Lucas 20:19-29 NBG-vertaling 1951 (NBG51)

19. En de schriftgeleerden en overpriesters trachtten op hetzelfde ogenblik de hand aan Hem te slaan, maar zij vreesden het volk. Want zij begrepen, dat Hij deze gelijkenis met het oog op hen gesproken had.

20. En om Hem na te gaan zonden zij spionnen uit, die zich voordeden als vrome mensen, om Hem op een woord te vatten, ten einde Hem te kunnen overleveren aan het gezag en de beschikking van de stadhouder.

21. En zij vroegen Hem en zeiden: Meester, wij weten, dat Gij rechtuit spreekt en leert en niemand naar de ogen ziet, maar in waarheid de weg Gods leert;

22. is het ons geoorloofd de keizer belasting te betalen of niet?

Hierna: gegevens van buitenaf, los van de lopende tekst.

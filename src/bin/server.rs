// Canvas Runtime - Server process
// Hosts the runtime and its background loops
// Run with: cargo run --bin server

//! # Canvas Runtime Server Binary
//!
//! Starts a [`CanvasRuntime`] with the scheduler and lock sweep loops, installs an optional
//! definitions document and runs until Ctrl-C.
//!
//! ## Configuration
//!
//! - `canvas_runtime.{toml,json,yaml}` and `CANVAS_RUNTIME__*` variables, see `RuntimeConfig`
//! - `--definitions <file>` (or `CANVAS_RUNTIME_DEFINITIONS`) with rules, triggers and state
//!   machines to install at startup
//! - `RUST_LOG` overrides the configured log level
//!
//! ## Rust Learning Notes:
//!
//! ### Async Main Function
//! `#[tokio::main]` turns the async main into a synchronous one that builds the tokio runtime
//! first. The background loops are spawned onto that runtime by `CanvasRuntime::start`.
//!
//! ### anyhow in Binaries
//! The library returns its own typed errors; the binary only needs to report them, so
//! `anyhow::Result` with `.context(...)` is enough here.

use anyhow::{Context, Result};
use canvas_runtime::models::Definitions;
use canvas_runtime::{CanvasRuntime, RuntimeConfig};
use clap::Parser;
use std::path::PathBuf;
use tracing::{info, warn};
use tracing_subscriber::EnvFilter;

#[derive(Parser)]
#[command(name = "canvas-runtime-server")]
#[command(about = "Canvas runtime: behavior evaluation and collaborative locking")]
#[command(version)]
struct Cli {
    /// Definitions document (rules, triggers, state machines) to install at startup
    #[arg(long, env = "CANVAS_RUNTIME_DEFINITIONS")]
    definitions: Option<PathBuf>,
}

#[tokio::main]
async fn main() -> Result<()> {
    let cli = Cli::parse();

    // Reads .env, the optional config file and CANVAS_RUNTIME__* variables
    let config = RuntimeConfig::load().context("failed to load runtime configuration")?;

    let filter = EnvFilter::try_from_default_env().unwrap_or_else(|_| EnvFilter::new(&config.log_level));
    tracing_subscriber::fmt().with_env_filter(filter).init();

    info!("🚀 Starting Canvas Runtime...");
    info!("=====================================");
    info!("Lock timeout: {}s", config.lock_timeout_seconds);
    info!("Lock sweep interval: {}s", config.lock_sweep_interval_seconds);
    info!("Scheduler poll interval: {}ms", config.scheduler_poll_interval_ms);
    info!("Client buffer: {} messages", config.client_buffer_capacity);

    let runtime = CanvasRuntime::new(config);

    match &cli.definitions {
        Some(path) => {
            let text = std::fs::read_to_string(path)
                .with_context(|| format!("failed to read {}", path.display()))?;
            let definitions = Definitions::from_json(&text)
                .with_context(|| format!("failed to parse {}", path.display()))?;
            for problem in definitions.problems() {
                warn!("⚠️  {}", problem);
            }
            runtime
                .install(definitions)
                .with_context(|| format!("failed to install {}", path.display()))?;
            info!("✅ Installed definitions from {}", path.display());
        }
        None => info!("No definitions document given, starting empty"),
    }

    runtime.start()?;
    info!("✅ Background loops running, press Ctrl-C to stop");

    tokio::signal::ctrl_c()
        .await
        .context("failed to listen for shutdown signal")?;

    info!("🛑 Shutting down...");
    runtime.shutdown().await;
    info!("👋 Canvas Runtime stopped");
    Ok(())
}
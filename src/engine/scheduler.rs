// Time trigger scheduler

//! # Time Trigger Scheduler
//!
//! Holds the registered [`TimeTrigger`]s and fires the ones that are due. A call to
//! [`TimeTriggerScheduler::tick`] is one scheduler pass; [`TimeTriggerScheduler::run`] drives
//! ticks from a `tokio::time::interval` until its cancellation token fires.
//!
//! ## Per-Tick Behavior
//!
//! For each enabled trigger with `next_execution <= now`, in registration order:
//! 1. `last_execution` becomes `now`
//! 2. `next_execution` is recomputed from the schedule (see [`crate::models::Schedule`])
//! 3. the trigger's actions run through the action executor
//!
//! Bookkeeping happens under the trigger table lock; actions run after it is released, so an
//! action may register or toggle triggers without deadlocking. A failing action is recorded
//! in the fire report and never stops other actions or other triggers.

use chrono::{DateTime, Utc};
use serde::Serialize;
use serde_json::json;
use std::sync::{Arc, Mutex, PoisonError};
use std::time::Duration;
use tokio_util::sync::CancellationToken;
use tracing::{debug, info, warn};

use crate::engine::actions::{ActionExecutor, ActionOutcome, ActionScope, EventSink};
use crate::engine::clock::Clock;
use crate::engine::conditions::EvaluationContext;
use crate::models::{Action, TimeTrigger};
use crate::{CanvasRuntimeError, Result};

/// Report of one trigger fire
#[derive(Debug, Clone, PartialEq, Serialize)]
pub struct TriggerFire {
    pub trigger_id: String,
    pub fired_at: DateTime<Utc>,
    pub next_execution: Option<DateTime<Utc>>,
    pub outcomes: Vec<ActionOutcome>,
}

/// Scheduler for time-based triggers
pub struct TimeTriggerScheduler {
    triggers: Mutex<Vec<TimeTrigger>>,
    executor: Arc<ActionExecutor>,
    sink: Option<Arc<dyn EventSink>>,
    clock: Arc<dyn Clock>,
}

impl TimeTriggerScheduler {
    pub fn new(executor: Arc<ActionExecutor>, clock: Arc<dyn Clock>) -> Self {
        Self {
            triggers: Mutex::new(Vec::new()),
            executor,
            sink: None,
            clock,
        }
    }

    /// Route derived events of `trigger` actions to `sink`
    pub fn with_event_sink(mut self, sink: Arc<dyn EventSink>) -> Self {
        self.sink = Some(sink);
        self
    }

    fn table(&self) -> std::sync::MutexGuard<'_, Vec<TimeTrigger>> {
        self.triggers.lock().unwrap_or_else(PoisonError::into_inner)
    }

    /// Register (or replace) a trigger
    ///
    /// When the trigger carries no `next_execution`, the first one is computed from its
    /// schedule. Disabled triggers keep `next_execution = None`.
    pub fn register_time_trigger(&self, mut trigger: TimeTrigger) -> Result<()> {
        if trigger.id.trim().is_empty() {
            return Err(CanvasRuntimeError::Validation(
                "trigger id must not be empty".to_string(),
            ));
        }
        trigger
            .schedule
            .validate()
            .map_err(|reason| CanvasRuntimeError::Validation(format!("trigger {}: {}", trigger.id, reason)))?;

        let now = self.clock.now();
        if !trigger.enabled {
            trigger.next_execution = None;
        } else if trigger.next_execution.is_none() {
            trigger.next_execution = trigger.schedule.first_execution(now);
        }

        info!(
            trigger_id = %trigger.id,
            schedule = trigger.schedule.kind(),
            next_execution = ?trigger.next_execution,
            "registered time trigger"
        );

        let mut triggers = self.table();
        match triggers.iter_mut().find(|t| t.id == trigger.id) {
            Some(existing) => *existing = trigger,
            None => triggers.push(trigger),
        }
        Ok(())
    }

    pub fn unregister_time_trigger(&self, trigger_id: &str) -> bool {
        let mut triggers = self.table();
        let before = triggers.len();
        triggers.retain(|t| t.id != trigger_id);
        triggers.len() != before
    }

    /// Enable or disable a trigger
    ///
    /// Disabling clears `next_execution`; enabling computes a fresh one from the schedule.
    pub fn set_trigger_enabled(&self, trigger_id: &str, enabled: bool) -> Result<()> {
        let now = self.clock.now();
        let mut triggers = self.table();
        let trigger = triggers
            .iter_mut()
            .find(|t| t.id == trigger_id)
            .ok_or_else(|| CanvasRuntimeError::not_found("trigger", trigger_id))?;

        if trigger.enabled != enabled {
            trigger.enabled = enabled;
            trigger.next_execution = if enabled {
                trigger.schedule.first_execution(now)
            } else {
                None
            };
        }
        Ok(())
    }

    /// Override the next execution instant of a trigger
    pub fn force_next_execution(&self, trigger_id: &str, at: DateTime<Utc>) -> Result<()> {
        let mut triggers = self.table();
        let trigger = triggers
            .iter_mut()
            .find(|t| t.id == trigger_id)
            .ok_or_else(|| CanvasRuntimeError::not_found("trigger", trigger_id))?;
        if !trigger.enabled {
            return Err(CanvasRuntimeError::Validation(format!(
                "trigger {} is disabled",
                trigger_id
            )));
        }
        trigger.next_execution = Some(at);
        Ok(())
    }

    pub fn get_time_trigger(&self, trigger_id: &str) -> Option<TimeTrigger> {
        self.table().iter().find(|t| t.id == trigger_id).cloned()
    }

    /// Snapshot of all triggers in registration order
    pub fn get_registered_time_triggers(&self) -> Vec<TimeTrigger> {
        self.table().clone()
    }

    /// Fire every trigger that is due at `now`
    pub fn tick(&self, now: DateTime<Utc>) -> Vec<TriggerFire> {
        let due: Vec<(String, String, Vec<Action>, Option<DateTime<Utc>>)> = {
            let mut triggers = self.table();
            triggers
                .iter_mut()
                .filter(|t| t.is_due(now))
                .map(|t| {
                    t.last_execution = Some(now);
                    t.next_execution = t.schedule.advance(now);
                    (
                        t.id.clone(),
                        t.scope_element().to_string(),
                        t.actions.clone(),
                        t.next_execution,
                    )
                })
                .collect()
        };

        if due.is_empty() {
            return Vec::new();
        }

        let sink = self.sink.as_deref();
        due.into_iter()
            .map(|(trigger_id, element_id, actions, next_execution)| {
                info!(trigger_id = %trigger_id, next_execution = ?next_execution, "executing time trigger");
                let mut context = EvaluationContext::new(now)
                    .with("element_id", json!(element_id))
                    .with("trigger_id", json!(trigger_id));
                let outcomes = self.executor.execute(
                    &actions,
                    &ActionScope::new(&element_id),
                    &mut context,
                    sink,
                );
                let failed = outcomes.iter().filter(|o| !o.is_applied()).count();
                if failed > 0 {
                    warn!(trigger_id = %trigger_id, failed, "time trigger had failing actions");
                }
                TriggerFire {
                    trigger_id,
                    fired_at: now,
                    next_execution,
                    outcomes,
                }
            })
            .collect()
    }

    /// Tick on a fixed interval until `cancel` fires
    ///
    /// A tick that has started always completes before the loop stops.
    pub async fn run(self: Arc<Self>, poll_interval: Duration, cancel: CancellationToken) {
        info!(poll_interval_ms = poll_interval.as_millis() as u64, "time trigger scheduler started");
        let mut interval = tokio::time::interval(poll_interval);
        interval.set_missed_tick_behavior(tokio::time::MissedTickBehavior::Delay);

        loop {
            tokio::select! {
                _ = cancel.cancelled() => {
                    info!("time trigger scheduler stopping");
                    break;
                }
                _ = interval.tick() => {
                    let fired = self.tick(self.clock.now());
                    if !fired.is_empty() {
                        debug!(fired = fired.len(), "scheduler pass fired triggers");
                    }
                }
            }
        }
    }
}

#[cfg(test)]
mod tests {
    use super::*;
    use crate::engine::clock::ManualClock;
    use crate::engine::telemetry::InMemoryTelemetry;
    use crate::models::trigger::MAX_PERIOD_SECONDS;
    use crate::models::Schedule;
    use chrono::Duration as ChronoDuration;

    fn scheduler() -> (Arc<TimeTriggerScheduler>, Arc<ManualClock>) {
        let clock = Arc::new(ManualClock::starting_now());
        let executor = Arc::new(ActionExecutor::new(Arc::new(InMemoryTelemetry::new()), 4));
        (Arc::new(TimeTriggerScheduler::new(executor, clock.clone())), clock)
    }

    #[test]
    fn test_cyclic_trigger_advances_by_interval() {
        let (scheduler, clock) = scheduler();
        scheduler
            .register_time_trigger(TimeTrigger::new("hourly", Schedule::cyclic(3600)).with_action(Action::log("tick")))
            .unwrap();

        let now = clock.now();
        scheduler.force_next_execution("hourly", now).unwrap();
        let fired = scheduler.tick(now);

        assert_eq!(fired.len(), 1);
        let trigger = scheduler.get_time_trigger("hourly").unwrap();
        assert_eq!(trigger.last_execution, Some(now));
        assert_eq!(trigger.next_execution, Some(now + ChronoDuration::seconds(3600)));
    }

    #[test]
    fn test_only_due_triggers_fire() {
        let (scheduler, clock) = scheduler();
        scheduler.register_time_trigger(TimeTrigger::new("a", Schedule::cyclic(60))).unwrap();
        scheduler.register_time_trigger(TimeTrigger::new("b", Schedule::cyclic(600))).unwrap();

        clock.advance(ChronoDuration::seconds(61));
        let fired: Vec<String> = scheduler.tick(clock.now()).into_iter().map(|f| f.trigger_id).collect();
        assert_eq!(fired, vec!["a".to_string()]);

        assert!(scheduler.tick(clock.now()).is_empty());
    }

    #[test]
    fn test_disabled_trigger_never_fires() {
        let (scheduler, clock) = scheduler();
        scheduler.register_time_trigger(TimeTrigger::new("a", Schedule::cyclic(60))).unwrap();
        scheduler.set_trigger_enabled("a", false).unwrap();
        assert_eq!(scheduler.get_time_trigger("a").unwrap().next_execution, None);

        clock.advance(ChronoDuration::seconds(3600));
        assert!(scheduler.tick(clock.now()).is_empty());
        assert!(scheduler.force_next_execution("a", clock.now()).is_err());

        scheduler.set_trigger_enabled("a", true).unwrap();
        assert_eq!(
            scheduler.get_time_trigger("a").unwrap().next_execution,
            Some(clock.now() + ChronoDuration::seconds(60))
        );
    }

    #[test]
    fn test_failing_trigger_does_not_block_others() {
        let (scheduler, clock) = scheduler();
        let broken = TimeTrigger::new("broken", Schedule::cyclic(10))
            .with_action(Action::Physics { simulation: "flow".into(), data: serde_json::Value::Null });
        let healthy = TimeTrigger::new("healthy", Schedule::cyclic(10)).with_action(Action::log("ok"));
        scheduler.register_time_trigger(broken).unwrap();
        scheduler.register_time_trigger(healthy).unwrap();

        clock.advance(ChronoDuration::seconds(10));
        let fired = scheduler.tick(clock.now());

        assert_eq!(fired.len(), 2);
        assert!(!fired[0].outcomes[0].is_applied());
        assert!(fired[1].outcomes[0].is_applied());
    }

    #[test]
    fn test_delayed_trigger_fires_once() {
        let (scheduler, clock) = scheduler();
        scheduler
            .register_time_trigger(TimeTrigger::new("once", Schedule::Delayed { delay_seconds: 5 }))
            .unwrap();

        clock.advance(ChronoDuration::seconds(5));
        assert_eq!(scheduler.tick(clock.now()).len(), 1);
        assert_eq!(scheduler.get_time_trigger("once").unwrap().next_execution, None);

        clock.advance(ChronoDuration::seconds(500));
        assert!(scheduler.tick(clock.now()).is_empty());
    }

    #[test]
    fn test_registration_validation_and_replacement() {
        let (scheduler, _) = scheduler();
        assert!(scheduler.register_time_trigger(TimeTrigger::new("bad", Schedule::cyclic(0))).is_err());
        assert!(matches!(
            scheduler.force_next_execution("missing", Utc::now()),
            Err(CanvasRuntimeError::NotFound { kind: "trigger", .. })
        ));

        scheduler.register_time_trigger(TimeTrigger::new("t", Schedule::cyclic(60))).unwrap();
        scheduler.register_time_trigger(TimeTrigger::new("t", Schedule::cyclic(120))).unwrap();
        let triggers = scheduler.get_registered_time_triggers();
        assert_eq!(triggers.len(), 1);
        assert_eq!(triggers[0].schedule, Schedule::cyclic(120));

        assert!(scheduler.unregister_time_trigger("t"));
        assert!(scheduler.get_registered_time_triggers().is_empty());
    }

    #[test]
    fn test_oversized_or_unrepresentable_periods_do_not_panic() {
        let (scheduler, _) = scheduler();
        assert!(matches!(
            scheduler.register_time_trigger(TimeTrigger::new("huge", Schedule::cyclic(10_000_000_000_000))),
            Err(CanvasRuntimeError::Validation(_))
        ));

        scheduler
            .register_time_trigger(TimeTrigger::new("decade", Schedule::cyclic(MAX_PERIOD_SECONDS)))
            .unwrap();
        scheduler.register_time_trigger(TimeTrigger::new("minute", Schedule::cyclic(60))).unwrap();

        let near_end = DateTime::<Utc>::MAX_UTC - ChronoDuration::days(1);
        scheduler.force_next_execution("decade", near_end).unwrap();
        scheduler.force_next_execution("minute", near_end).unwrap();
        let fired = scheduler.tick(near_end);

        assert_eq!(fired.len(), 2);
        assert_eq!(scheduler.get_time_trigger("decade").unwrap().next_execution, None);
        assert_eq!(
            scheduler.get_time_trigger("minute").unwrap().next_execution,
            Some(near_end + ChronoDuration::seconds(60))
        );
    }

    #[tokio::test]
    async fn test_run_loop_stops_on_cancel() {
        let (scheduler, clock) = scheduler();
        scheduler.register_time_trigger(TimeTrigger::new("t", Schedule::cyclic(1))).unwrap();
        scheduler.force_next_execution("t", clock.now()).unwrap();

        let cancel = CancellationToken::new();
        let handle = tokio::spawn(scheduler.clone().run(std::time::Duration::from_millis(5), cancel.clone()));

        tokio::time::sleep(std::time::Duration::from_millis(50)).await;
        cancel.cancel();
        handle.await.unwrap();

        assert!(scheduler.get_time_trigger("t").unwrap().last_execution.is_some());
    }
}
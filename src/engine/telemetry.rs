// Telemetry seam for event, lock and action counters

//! # Telemetry Module
//!
//! The runtime reports what it does (events dispatched, lock operations, action outcomes)
//! through the [`Telemetry`] trait and never depends on a concrete metrics backend.
//!
//! - [`TracingTelemetry`] writes every sample as a `tracing` debug event. It is the default.
//! - [`InMemoryTelemetry`] counts samples in a `DashMap`, which tests read back.

use dashmap::DashMap;
use std::time::Duration;
use tracing::debug;

/// Receiver of runtime counters and timings
pub trait Telemetry: Send + Sync {
    /// An element event was dispatched; `handled` is false when no handler exists
    fn record_event(&self, event_type: &str, handled: bool);

    /// A lock operation finished with the given outcome (`acquired`, `conflict`, ...)
    fn record_lock_operation(&self, operation: &str, outcome: &str);

    fn record_action(&self, kind: &str, success: bool);

    fn record_timing(&self, operation: &str, elapsed: Duration);
}

/// Telemetry that logs through `tracing`
#[derive(Debug, Default, Clone, Copy)]
pub struct TracingTelemetry;

impl Telemetry for TracingTelemetry {
    fn record_event(&self, event_type: &str, handled: bool) {
        debug!(target: "canvas_runtime::telemetry", event_type, handled, "event dispatched");
    }

    fn record_lock_operation(&self, operation: &str, outcome: &str) {
        debug!(target: "canvas_runtime::telemetry", operation, outcome, "lock operation");
    }

    fn record_action(&self, kind: &str, success: bool) {
        debug!(target: "canvas_runtime::telemetry", kind, success, "action executed");
    }

    fn record_timing(&self, operation: &str, elapsed: Duration) {
        debug!(
            target: "canvas_runtime::telemetry",
            operation,
            elapsed_us = elapsed.as_micros() as u64,
            "timing"
        );
    }
}

/// Telemetry that keeps counters in memory
///
/// Counter names are dotted paths: `event.<type>.handled`, `event.<type>.unhandled`,
/// `lock.<operation>.<outcome>`, `action.<kind>.ok`, `action.<kind>.failed` and
/// `timing.<operation>` (number of samples).
#[derive(Debug, Default)]
pub struct InMemoryTelemetry {
    counters: DashMap<String, u64>,
}

impl InMemoryTelemetry {
    pub fn new() -> Self {
        Self::default()
    }

    pub fn counter(&self, name: &str) -> u64 {
        self.counters.get(name).map(|c| *c).unwrap_or(0)
    }

    pub fn snapshot(&self) -> Vec<(String, u64)> {
        let mut counters: Vec<(String, u64)> = self
            .counters
            .iter()
            .map(|entry| (entry.key().clone(), *entry.value()))
            .collect();
        counters.sort();
        counters
    }

    fn bump(&self, name: String) {
        *self.counters.entry(name).or_insert(0) += 1;
    }
}

impl Telemetry for InMemoryTelemetry {
    fn record_event(&self, event_type: &str, handled: bool) {
        let suffix = if handled { "handled" } else { "unhandled" };
        self.bump(format!("event.{}.{}", event_type, suffix));
    }

    fn record_lock_operation(&self, operation: &str, outcome: &str) {
        self.bump(format!("lock.{}.{}", operation, outcome));
    }

    fn record_action(&self, kind: &str, success: bool) {
        let suffix = if success { "ok" } else { "failed" };
        self.bump(format!("action.{}.{}", kind, suffix));
    }

    fn record_timing(&self, operation: &str, _elapsed: Duration) {
        self.bump(format!("timing.{}", operation));
    }
}
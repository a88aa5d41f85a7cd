// Behavior definition documents

//! # Definitions
//!
//! A definitions document bundles the rules, time triggers and state machines of a canvas
//! deployment in one JSON file. The server installs it at startup and the admin CLI
//! validates or evaluates it offline.
//!
//! ```json
//! {
//!   "rules": [ { "id": "overheat", "type": "safety", "conditions": [], "actions": [] } ],
//!   "triggers": [ { "id": "hourly", "schedule_type": "cyclic",
//!                   "schedule_data": { "interval_seconds": 3600 }, "actions": [] } ],
//!   "state_machines": [ { "element_id": "pump-1", "initial_state": "off", "states": [] } ]
//! }
//! ```

use serde::{Deserialize, Serialize};
use std::collections::HashSet;

use crate::models::{BehaviorRule, BehaviorState, TimeTrigger};
use crate::Result;

#[derive(Debug, Clone, PartialEq, Serialize, Deserialize)]
pub struct StateMachineDefinition {
    pub element_id: String,
    pub initial_state: String,
    pub states: Vec<BehaviorState>,
}

#[derive(Debug, Clone, Default, PartialEq, Serialize, Deserialize)]
pub struct Definitions {
    #[serde(default)]
    pub rules: Vec<BehaviorRule>,
    #[serde(default)]
    pub triggers: Vec<TimeTrigger>,
    #[serde(default)]
    pub state_machines: Vec<StateMachineDefinition>,
}

impl Definitions {
    pub fn from_json(text: &str) -> Result<Self> {
        Ok(serde_json::from_str(text)?)
    }

    /// Problems that would make installation fail or silently shadow entries
    ///
    /// Empty list means the document is installable.
    pub fn problems(&self) -> Vec<String> {
        let mut problems = Vec::new();

        let mut rule_ids = HashSet::new();
        for rule in &self.rules {
            if rule.id.is_empty() {
                problems.push("rule with empty id".to_string());
            } else if !rule_ids.insert(rule.id.as_str()) {
                problems.push(format!("rule {} is defined twice", rule.id));
            }
        }

        let mut trigger_ids = HashSet::new();
        for trigger in &self.triggers {
            if !trigger_ids.insert(trigger.id.as_str()) {
                problems.push(format!("trigger {} is defined twice", trigger.id));
            }
            if let Err(reason) = trigger.schedule.validate() {
                problems.push(format!("trigger {}: {}", trigger.id, reason));
            }
        }

        let mut elements = HashSet::new();
        for machine in &self.state_machines {
            if !elements.insert(machine.element_id.as_str()) {
                problems.push(format!("state machine for {} is defined twice", machine.element_id));
            }
            if !machine.states.iter().any(|s| s.id.as_str() == machine.initial_state) {
                problems.push(format!(
                    "state machine for {}: initial state {} is not defined",
                    machine.element_id, machine.initial_state
                ));
            }
        }

        problems
    }
}

#[cfg(test)]
mod tests {
    use super::*;

    #[test]
    fn test_parse_and_validate() {
        let definitions = Definitions::from_json(
            r#"{
                "rules": [
                    {"id": "r1", "type": "safety", "conditions": [], "actions": []},
                    {"id": "r1", "type": "business", "conditions": [], "actions": []}
                ],
                "triggers": [
                    {"id": "t1", "schedule_type": "cyclic", "schedule_data": {"interval_seconds": 0}, "actions": []}
                ],
                "state_machines": [
                    {"element_id": "pump-1", "initial_state": "on", "states": [{"id": "off", "category": "equipment"}]}
                ]
            }"#,
        )
        .unwrap();

        let problems = definitions.problems();
        assert_eq!(problems.len(), 3, "{:?}", problems);
        assert!(problems[0].contains("r1"));
        assert!(problems[2].contains("initial state on"));
    }

    #[test]
    fn test_empty_document_is_valid() {
        let definitions = Definitions::from_json("{}").unwrap();
        assert!(definitions.problems().is_empty());
    }
}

23. Doch Hij doorzag hun sluwheid en zeide tot hen:

24. Toont Mij een schelling; wiens beeldenaar en opschrift draagt hij? Zij zeiden: Van de keizer.

25. En Hij zeide tot hen: Geeft dan de keizer wat des keizers is, en Gode wat Gods is.

26. En zij konden tegenover het volk op geen woord van Hem vat krijgen. En zij verwonderden zich over zijn antwoord en hielden zich stil.

27. En tot Hem kwamen enige der Sadduceeën, die ontkennen, dat er een opstanding is, en zij ondervroegen Hem,

28. en zeiden: Meester, Mozes heeft ons voorgeschreven, indien iemands broeder getrouwd is en kinderloos sterft, dat dan zijn broeder de vrouw nemen moet en voor zijn broeder nakomelingschap verwekken.

29. Nu waren er zeven broeders. En de eerste nam een vrouw en stierf kinderloos.